Red blood cells are usually round and flexible, so they move easily through blood vessels. In sickle cell anaemia, some red blood cells are shaped like sickles or crescent moons. These sickle cells also become rigid and sticky, which can slow or block blood flow.
The current approach to treatment is to relieve pain and help prevent complications of the disease. However, newer treatments may cure people of the disease” according to Mayo Clinic.
Sickle cell is not a death sentence hence the reason why we must show empathy to those warriors living with sickle cell. Can you imagine the level of pain they go through? The reason why we must all make sure no other person goes through this pain.

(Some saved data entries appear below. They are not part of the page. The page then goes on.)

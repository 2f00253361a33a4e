use analytics::{cumulative_returns, drawdowns, WinRateBasis};
use backtester::Backtester;
use core_types::{Position, Signal};
use proptest::prelude::*;

fn signal_strategy() -> impl Strategy<Value = Signal> {
    prop_oneof![Just(Signal::Buy), Just(Signal::Sell), Just(Signal::Hold)]
}

/// Prices plus a signal for every step transition.
fn run_inputs() -> impl Strategy<Value = (Vec<f64>, Vec<Signal>)> {
    prop::collection::vec(1.0f64..500.0, 1..60).prop_flat_map(|prices| {
        let n = prices.len() - 1;
        (Just(prices), prop::collection::vec(signal_strategy(), n))
    })
}

/// A straightforward loop that mutates its variables in place.
fn procedural_returns(signals: &[Signal], prices: &[f64], initial_capital: f64) -> (Vec<f64>, f64) {
    let mut returns = vec![0.0; prices.len()];
    let mut position = 0.0;
    let mut capital = initial_capital;
    for t in 1..prices.len() {
        if signals[t - 1] != Signal::Hold {
            position = f64::from(signals[t - 1].value());
        }
        returns[t] = (prices[t] - prices[t - 1]) * position;
        capital += returns[t];
    }
    (returns, capital)
}

proptest! {
    #[test]
    fn fold_matches_procedural_loop((prices, signals) in run_inputs()) {
        let result = Backtester::new(1000.0, WinRateBasis::Legacy)
            .unwrap()
            .run(&signals, &prices)
            .unwrap();
        let (returns, capital) = procedural_returns(&signals, &prices, 1000.0);

        prop_assert_eq!(result.returns(), returns.clone());
        prop_assert!((result.report.final_capital - capital).abs() < 1e-6);

        let cumulative = cumulative_returns(&returns);
        prop_assert_eq!(result.drawdowns(), drawdowns(&cumulative));
        let max_dd = drawdowns(&cumulative).into_iter().fold(0.0, f64::max);
        prop_assert_eq!(result.report.max_drawdown, max_dd);
    }

    #[test]
    fn position_only_changes_on_entries((prices, signals) in run_inputs()) {
        let result = Backtester::new(1000.0, WinRateBasis::Legacy)
            .unwrap()
            .run(&signals, &prices)
            .unwrap();

        let mut held = Position::Flat;
        for (t, record) in result.records.iter().enumerate().skip(1) {
            if let Some(next) = Position::from_signal(signals[t - 1]) {
                held = next;
            }
            prop_assert_eq!(record.position, held.direction() as i8);
        }
        prop_assert_eq!(result.entries.len(), signals.iter().filter(|s| s.is_entry()).count());
    }

    #[test]
    fn backtest_is_deterministic((prices, signals) in run_inputs()) {
        let backtester = Backtester::new(250.0, WinRateBasis::PerStep).unwrap();
        let first = backtester.run(&signals, &prices).unwrap();
        let second = backtester.run(&signals, &prices).unwrap();
        prop_assert_eq!(first, second);
    }
}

And for this to happen we must start with the question: do you know your genotype?
Creating More Awareness for Sickle Cell
Education Campaigns:
Schools and Universities: Integrate information about sickle cell into health education curricula.
Workshops and Seminars: Organize events to educate the public about sickle cell disease (SCD), its causes, symptoms, and management.
Social Media and Online Platforms:
Awareness Posts: Share educational posts, videos, and infographics on social media platforms.
Influencers and Celebrities: Collaborate with influencers and celebrities to reach a broader audience.
“Nigerian singer Adekunle Kosoko, better known by his stage name Adekunle Gold, was born with sickle cell anaemia. According to the singer, “It was painful and hard to deal with. I had a sickness that no one around me could understand.” The singer told people with sickle cell disease that it shouldn’t define them, “Don’t let it stop you from having dreams or reaching your full potential. Dream big and spread your wings! Hope to see you are flying high.” His first album, 2016’s ‘Gold’ reached No. 7 on Billboard’s
World Albums chart” according to Sickle Cell 101
Support Groups and Counseling:
Peer Support Groups: Establish support groups for individuals and families affected by SCD.
Counseling Services: Provide genetic counselling services to couples planning to have children.
Partnerships and Collaboration:
Nonprofits and NGOs: Partner with organisations focused on SCD to amplify efforts.
Healthcare Providers: Work with hospitals and clinics to provide information and resources.
Storytelling and Personal Narratives:
Patient Stories: Share personal stories of individuals living with SCD to humanize the disease and foster empathy.
Documentaries and Films: Produce and promote documentaries that highlight the challenges and triumphs of living with SCD.
Public Health Campaigns:
Genotype Testing Drives: Organize free genotype testing drives to encourage people to know their genotype.
Awareness Months: Participate in or initiate awareness month campaigns dedicated to SCD.
Educational Materials:
Brochures and Posters: Distribute brochures and posters in public places like hospitals, schools, and community centres.
Online Resources: Develop comprehensive online resources, including FAQs, myth-busting articles, and detailed guides.
By implementing these strategies, we can create a more informed and empathetic society that understands sickle cell disease and supports those living with it.
By implementing these strategies, we can create a more informed and empathetic society that understands sickle cell disease and supports those living with it. Let’s take action today to ensure that no one has to endure the pain of sickle cell. Know your genotype, spread awareness, and support the warriors among us. Together, we can make a difference.